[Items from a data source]
--- START ---
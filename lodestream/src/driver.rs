use std::time::Instant;

use lodestream_scene::VisibilitySnapshot;

use crate::backend::ExecBackend;
use crate::config::CadenceConfig;
use crate::error::Error;
use crate::multiplex::MultiplexPool;
use crate::priority::PriorityEngine;
use crate::task::Completion;

/// Drives [`MultiplexPool::poll`] on an adaptive cadence until the pool
/// drains: a tick that took `T` schedules the next one `T * backoff` later,
/// clamped to the configured range.
#[derive(Debug, Clone, Copy)]
pub struct PollDriver {
    cadence: CadenceConfig,
}

impl PollDriver {
    pub fn new(cadence: CadenceConfig) -> Self {
        Self { cadence }
    }

    /// Poll until a tick yields no completions and every pool is empty.
    /// `snapshot` is sampled fresh each tick; completions stream into
    /// `on_complete` as they happen. Returns the total completion count.
    pub async fn run<B, S, F>(
        &self,
        pool: &mut MultiplexPool<B>,
        engine: &mut PriorityEngine,
        mut snapshot: S,
        mut on_complete: F,
    ) -> Result<usize, Error>
    where
        B: ExecBackend,
        S: FnMut() -> VisibilitySnapshot,
        F: FnMut(Completion),
    {
        let mut total = 0;
        loop {
            let started = Instant::now();
            let completions = pool.poll(&snapshot(), engine)?;
            let elapsed = started.elapsed();

            let drained = completions.is_empty() && pool.empty();
            total += completions.len();
            for completion in completions {
                on_complete(completion);
            }
            if drained {
                tracing::debug!("finished loading after {total} completions");
                return Ok(total);
            }
            tokio::time::sleep(self.cadence.delay_after(elapsed)).await;
        }
    }
}
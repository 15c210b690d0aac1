use std::collections::HashMap;

use crate::config::StrategyConfig;
use crate::error::Error;
use crate::priority::Metrics;

/// Scalar metrics the engine evaluates per pending task.
///
/// Solid angle and view alignment are sampled at now and the two predicted
/// horizons of the visibility snapshot.
#[derive(Debug, Clone, Copy, PartialEq, Eq, Hash)]
pub enum Metric {
    SolidAngleNow,
    SolidAngleNear,
    SolidAngleFar,
    ViewAlignmentNow,
    ViewAlignmentNear,
    ViewAlignmentFar,
    PerceptualError,
}

impl Metric {
    pub const ALL: [Metric; 7] = [
        Metric::SolidAngleNow,
        Metric::SolidAngleNear,
        Metric::SolidAngleFar,
        Metric::ViewAlignmentNow,
        Metric::ViewAlignmentNear,
        Metric::ViewAlignmentFar,
        Metric::PerceptualError,
    ];

    pub fn name(&self) -> &'static str {
        match self {
            Metric::SolidAngleNow => "solid_angle_now",
            Metric::SolidAngleNear => "solid_angle_near",
            Metric::SolidAngleFar => "solid_angle_far",
            Metric::ViewAlignmentNow => "view_alignment_now",
            Metric::ViewAlignmentNear => "view_alignment_near",
            Metric::ViewAlignmentFar => "view_alignment_far",
            Metric::PerceptualError => "perceptual_error",
        }
    }

    pub fn from_name(name: &str) -> Option<Metric> {
        Metric::ALL.into_iter().find(|m| m.name() == name)
    }

    fn index(&self) -> usize {
        *self as usize
    }
}

/// Weighted-sum coefficients covering every metric exactly once.
#[derive(Debug, Clone, PartialEq)]
pub struct Weights([f64; Metric::ALL.len()]);

impl Weights {
    pub fn uniform() -> Self {
        Self([1.0 / Metric::ALL.len() as f64; Metric::ALL.len()])
    }

    pub fn get(&self, metric: Metric) -> f64 {
        self.0[metric.index()]
    }

    /// Build weights from an external name-to-value map. The map must
    /// contain exactly the required metric keys, each finite.
    pub fn from_map(map: &HashMap<String, f64>) -> Result<Self, Error> {
        let mut values = [0.0; Metric::ALL.len()];
        for (name, &value) in map {
            let metric = Metric::from_name(name)
                .ok_or_else(|| Error::ConfigValidation(format!("unknown metric key '{name}'")))?;
            if !value.is_finite() {
                return Err(Error::ConfigValidation(format!(
                    "weight for '{name}' must be finite, got {value}"
                )));
            }
            values[metric.index()] = value;
        }
        for metric in Metric::ALL {
            if !map.contains_key(metric.name()) {
                return Err(Error::ConfigValidation(format!(
                    "missing weight for metric '{}'",
                    metric.name()
                )));
            }
        }
        Ok(Self(values))
    }

    fn from_pairs(pairs: [(Metric, f64); Metric::ALL.len()]) -> Self {
        let mut values = [0.0; Metric::ALL.len()];
        for (metric, value) in pairs {
            values[metric.index()] = value;
        }
        Self(values)
    }
}

/// Hand-tuned default emphasizing what fills the view right now, with some
/// look-ahead and a nudge toward entities with error left to resolve.
fn fixed_weights() -> Weights {
    Weights::from_pairs([
        (Metric::SolidAngleNow, 0.35),
        (Metric::SolidAngleNear, 0.15),
        (Metric::SolidAngleFar, 0.05),
        (Metric::ViewAlignmentNow, 0.20),
        (Metric::ViewAlignmentNear, 0.08),
        (Metric::ViewAlignmentFar, 0.02),
        (Metric::PerceptualError, 0.15),
    ])
}

/// How pending-task metrics collapse into one scalar score.
#[derive(Debug, Clone, PartialEq)]
pub enum Strategy {
    /// Score from one metric alone, for controlled experiments.
    Single(Metric),
    /// The hand-tuned weighted sum.
    Fixed,
    /// Weighted sum with externally supplied coefficients.
    Weighted(Weights),
    /// Uniform random choice. The engine skips metric evaluation entirely
    /// under this strategy.
    UniformRandom,
}

impl Strategy {
    /// Resolve a strategy by name from the configuration surface.
    pub fn from_config(config: &StrategyConfig) -> Result<Self, Error> {
        match config.name.as_str() {
            "fixed" => Ok(Strategy::Fixed),
            "random" => Ok(Strategy::UniformRandom),
            "weighted" => {
                let map = config.weights.as_ref().ok_or_else(|| {
                    Error::ConfigValidation(
                        "weighted strategy requires a weights table".to_owned(),
                    )
                })?;
                Ok(Strategy::Weighted(Weights::from_map(map)?))
            }
            name => Metric::from_name(name).map(Strategy::Single).ok_or_else(|| {
                Error::ConfigValidation(format!("unknown strategy '{name}'"))
            }),
        }
    }

    pub(crate) fn combine(&self, metrics: &Metrics) -> f64 {
        match self {
            Strategy::Single(metric) => metrics.get(*metric),
            Strategy::Fixed => fixed_weights().combine(metrics),
            Strategy::Weighted(weights) => weights.combine(metrics),
            Strategy::UniformRandom => 0.0,
        }
    }
}

impl Weights {
    fn combine(&self, metrics: &Metrics) -> f64 {
        Metric::ALL
            .into_iter()
            .map(|metric| self.get(metric) * metrics.get(metric))
            .sum()
    }
}

#[cfg(test)]
mod tests {
    use super::*;

    fn full_map() -> HashMap<String, f64> {
        Metric::ALL
            .into_iter()
            .map(|m| (m.name().to_owned(), 1.0))
            .collect()
    }

    #[test]
    fn weights_require_exact_key_set() {
        assert!(Weights::from_map(&full_map()).is_ok());

        let mut missing = full_map();
        missing.remove("perceptual_error");
        assert!(matches!(
            Weights::from_map(&missing),
            Err(Error::ConfigValidation(_))
        ));

        let mut extra = full_map();
        extra.insert("glow".to_owned(), 0.5);
        assert!(matches!(
            Weights::from_map(&extra),
            Err(Error::ConfigValidation(_))
        ));

        let mut non_finite = full_map();
        non_finite.insert("solid_angle_now".to_owned(), f64::NAN);
        assert!(matches!(
            Weights::from_map(&non_finite),
            Err(Error::ConfigValidation(_))
        ));
    }

    #[test]
    fn strategy_resolves_by_name() {
        let by_name = |name: &str, weights: Option<HashMap<String, f64>>| {
            Strategy::from_config(&StrategyConfig {
                name: name.to_owned(),
                weights,
            })
        };

        assert_eq!(by_name("fixed", None).unwrap(), Strategy::Fixed);
        assert_eq!(by_name("random", None).unwrap(), Strategy::UniformRandom);
        assert_eq!(
            by_name("solid_angle_now", None).unwrap(),
            Strategy::Single(Metric::SolidAngleNow)
        );
        assert!(by_name("weighted", Some(full_map())).is_ok());
        assert!(matches!(
            by_name("weighted", None),
            Err(Error::ConfigValidation(_))
        ));
        assert!(matches!(
            by_name("psychic", None),
            Err(Error::ConfigValidation(_))
        ));
    }

    #[test]
    fn fixed_weights_cover_every_metric() {
        let weights = fixed_weights();
        let total: f64 = Metric::ALL.into_iter().map(|m| weights.get(m)).sum();
        assert!((total - 1.0).abs() < 1e-9);
        for metric in Metric::ALL {
            assert!(weights.get(metric) > 0.0);
        }
    }
}
use lodestream_scene::{Slug, VisibilitySnapshot};

use crate::backend::{ExecBackend, OpHandle};
use crate::priority::PriorityEngine;
use crate::task::{RunContext, Task, TaskOutput, TaskState};

/// Bounded-concurrency scheduler for one task category.
///
/// Tasks flow pending -> running -> out; the pool never re-queues anything
/// by itself, re-submission only happens through chaining.
#[derive(Debug)]
pub struct TaskPool<H: OpHandle> {
    limit: usize,
    pending: Vec<Task>,
    running: Vec<Running<H>>,
}

#[derive(Debug)]
struct Running<H> {
    task: Task,
    handle: H,
}

impl<H: OpHandle> TaskPool<H> {
    pub fn new(limit: usize) -> Self {
        Self {
            limit: limit.max(1),
            pending: Vec::new(),
            running: Vec::new(),
        }
    }

    pub fn submit(&mut self, task: Task) {
        self.pending.push(task);
    }

    pub fn empty(&self) -> bool {
        self.pending.is_empty() && self.running.is_empty()
    }

    pub fn limit(&self) -> usize {
        self.limit
    }

    pub fn pending_len(&self) -> usize {
        self.pending.len()
    }

    pub fn running_len(&self) -> usize {
        self.running.len()
    }

    /// Pending and running tasks, pending first.
    pub fn tasks(&self) -> impl Iterator<Item = &Task> {
        self.pending
            .iter()
            .chain(self.running.iter().map(|running| &running.task))
    }

    /// Pending tasks for one entity; progress propagation rewrites their
    /// benefit inputs through this.
    pub(crate) fn pending_for_mut(&mut self, slug: &Slug) -> impl Iterator<Item = &mut Task> {
        self.pending.iter_mut().filter(move |task| task.slug() == slug)
    }

    /// One scheduling tick, never blocking: harvest ready handles first,
    /// then fill free slots from the pending set by priority.
    pub fn poll<B>(
        &mut self,
        snapshot: &VisibilitySnapshot,
        engine: &mut PriorityEngine,
        backend: &B,
        ctx: &RunContext,
    ) -> Vec<(Task, TaskOutput)>
    where
        B: ExecBackend<Handle = H>,
    {
        let mut completed = Vec::new();

        let mut index = 0;
        while index < self.running.len() {
            if !self.running[index].handle.is_ready() {
                index += 1;
                continue;
            }
            let Running { mut task, handle } = self.running.remove(index);
            match handle.take() {
                Ok(output) => {
                    task.set_state(TaskState::Completed);
                    completed.push((task, output));
                }
                Err(error) => {
                    // Chain stops here for this branch; siblings unaffected.
                    task.set_state(TaskState::Failed);
                    tracing::warn!("task for {} failed: {error}", task.slug());
                }
            }
        }

        if self.running.len() >= self.limit {
            return completed;
        }

        let slots = self.limit - self.running.len();
        let mut picks = engine.select(snapshot, &self.pending, slots);
        // Remove back-to-front so earlier indices stay valid.
        picks.sort_unstable_by(|a, b| b.cmp(a));
        for index in picks {
            let mut task = self.pending.remove(index);
            task.set_state(TaskState::Running);
            tracing::trace!("dispatching {:?} task for {}", task.category(), task.slug());
            let handle = backend.submit(task.work(ctx));
            self.running.push(Running { task, handle });
        }

        completed
    }
}

#[cfg(test)]
mod tests {
    use super::*;
    use std::sync::Arc;

    use glam::Vec3;
    use lodestream_scene::{BoundingSphere, CameraPose};

    use crate::backend::ManualBackend;
    use crate::fetch::MemoryFetch;
    use crate::materialize::NullMaterializer;
    use crate::metadata::{AssetMetadata, ContentHash, TextureAtlas};
    use crate::priority::{Metric, Strategy};
    use crate::refine::FixedWidthDecoder;

    fn context() -> RunContext {
        let mut fetch = MemoryFetch::new();
        for i in 0..16 {
            fetch.put_metadata(
                format!("m{i}"),
                AssetMetadata {
                    mesh: ContentHash(format!("mesh{i}")),
                    mesh_size: 10,
                    atlas: TextureAtlas {
                        hash: ContentHash(format!("atlas{i}")),
                        levels: Vec::new(),
                    },
                    refinement: None,
                    reference_error: 10.0,
                },
            );
        }
        RunContext {
            fetch: Arc::new(fetch),
            materializer: Arc::new(NullMaterializer),
            decoder: Arc::new(FixedWidthDecoder { op_size: 4 }),
        }
    }

    fn snapshot() -> VisibilitySnapshot {
        let mut snapshot = VisibilitySnapshot::fixed(CameraPose::new(Vec3::ZERO, Vec3::X));
        for i in 0..16 {
            snapshot.insert(
                Slug::new(format!("m{i}")),
                BoundingSphere::new(Vec3::new(5.0 + i as f32, 0.0, 0.0), 1.0),
            );
        }
        snapshot
    }

    fn engine() -> PriorityEngine {
        PriorityEngine::seeded(Strategy::Single(Metric::SolidAngleNow), 11)
    }

    #[test]
    fn running_never_exceeds_limit() {
        let backend = ManualBackend::new();
        let ctx = context();
        let snapshot = snapshot();
        let mut engine = engine();
        let mut pool: TaskPool<_> = TaskPool::new(3);

        for i in 0..10 {
            pool.submit(Task::metadata_fetch(Slug::new(format!("m{i}"))));
        }

        assert!(pool.poll(&snapshot, &mut engine, &backend, &ctx).is_empty());
        assert_eq!(pool.running_len(), 3);
        assert_eq!(pool.pending_len(), 7);

        // Saturated pool dispatches nothing further.
        assert!(pool.poll(&snapshot, &mut engine, &backend, &ctx).is_empty());
        assert_eq!(pool.running_len(), 3);

        // One completion frees exactly one slot.
        backend.release_next();
        let done = pool.poll(&snapshot, &mut engine, &backend, &ctx);
        assert_eq!(done.len(), 1);
        assert_eq!(done[0].0.state(), TaskState::Completed);
        assert_eq!(pool.running_len(), 3);
        assert_eq!(pool.pending_len(), 6);

        while !pool.empty() {
            backend.release_all();
            pool.poll(&snapshot, &mut engine, &backend, &ctx);
            assert!(pool.running_len() <= pool.limit());
        }
    }

    #[test]
    fn idle_poll_is_idempotent() {
        let backend = ManualBackend::new();
        let ctx = context();
        let snapshot = snapshot();
        let mut engine = engine();
        let mut pool: TaskPool<_> = TaskPool::new(2);

        for i in 0..4 {
            pool.submit(Task::metadata_fetch(Slug::new(format!("m{i}"))));
        }
        pool.poll(&snapshot, &mut engine, &backend, &ctx);
        let running_before = pool.running_len();
        let pending_before = pool.pending_len();
        let dispatched_before = backend.in_flight();

        // Nothing ready, no free slots: no completions, no dispatches.
        for _ in 0..3 {
            assert!(pool.poll(&snapshot, &mut engine, &backend, &ctx).is_empty());
            assert_eq!(pool.running_len(), running_before);
            assert_eq!(pool.pending_len(), pending_before);
            assert_eq!(backend.in_flight(), dispatched_before);
        }
    }

    #[test]
    fn failed_task_is_dropped_silently() {
        let backend = ManualBackend::new();
        let mut fetch = MemoryFetch::new();
        // Metadata present for one entity only; the other fetch fails.
        fetch.put_metadata(
            "good",
            AssetMetadata {
                mesh: ContentHash::from("mesh"),
                mesh_size: 10,
                atlas: TextureAtlas {
                    hash: ContentHash::from("atlas"),
                    levels: Vec::new(),
                },
                refinement: None,
                reference_error: 10.0,
            },
        );
        let ctx = RunContext {
            fetch: Arc::new(fetch),
            materializer: Arc::new(NullMaterializer),
            decoder: Arc::new(FixedWidthDecoder { op_size: 4 }),
        };
        let snapshot = VisibilitySnapshot::fixed(CameraPose::new(Vec3::ZERO, Vec3::X));
        let mut engine = engine();
        let mut pool: TaskPool<_> = TaskPool::new(2);
        pool.submit(Task::metadata_fetch(Slug::new("good")));
        pool.submit(Task::metadata_fetch(Slug::new("missing")));

        pool.poll(&snapshot, &mut engine, &backend, &ctx);
        backend.release_all();
        let done = pool.poll(&snapshot, &mut engine, &backend, &ctx);

        assert_eq!(done.len(), 1);
        assert_eq!(done[0].0.slug(), &Slug::new("good"));
        assert!(pool.empty());
    }
}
--- END ---
### Task to carry out
Wherever the line holding "drains: a tick" falls in the entries above, copy exactly from it through the line holding "#[derive(Debug, Clone, Copy, PartialEq, Eq, Hash)]", inclusive, and add nothing.

### Result of the task
/// drains: a tick that took `T` schedules the next one `T * backoff` later,
/// clamped to the configured range.
#[derive(Debug, Clone, Copy)]
pub struct PollDriver {
    cadence: CadenceConfig,
}

impl PollDriver {
    pub fn new(cadence: CadenceConfig) -> Self {
        Self { cadence }
    }

    /// Poll until a tick yields no completions and every pool is empty.
    /// `snapshot` is sampled fresh each tick; completions stream into
    /// `on_complete` as they happen. Returns the total completion count.
    pub async fn run<B, S, F>(
        &self,
        pool: &mut MultiplexPool<B>,
        engine: &mut PriorityEngine,
        mut snapshot: S,
        mut on_complete: F,
    ) -> Result<usize, Error>
    where
        B: ExecBackend,
        S: FnMut() -> VisibilitySnapshot,
        F: FnMut(Completion),
    {
        let mut total = 0;
        loop {
            let started = Instant::now();
            let completions = pool.poll(&snapshot(), engine)?;
            let elapsed = started.elapsed();

            let drained = completions.is_empty() && pool.empty();
            total += completions.len();
            for completion in completions {
                on_complete(completion);
            }
            if drained {
                tracing::debug!("finished loading after {total} completions");
                return Ok(total);
            }
            tokio::time::sleep(self.cadence.delay_after(elapsed)).await;
        }
    }
}
repository 15c210b690d0aac1
use std::collections::HashMap;

use crate::config::StrategyConfig;
use crate::error::Error;
use crate::priority::Metrics;

/// Scalar metrics the engine evaluates per pending task.
///
/// Solid angle and view alignment are sampled at now and the two predicted
/// horizons of the visibility snapshot.
#[derive(Debug, Clone, Copy, PartialEq, Eq, Hash)]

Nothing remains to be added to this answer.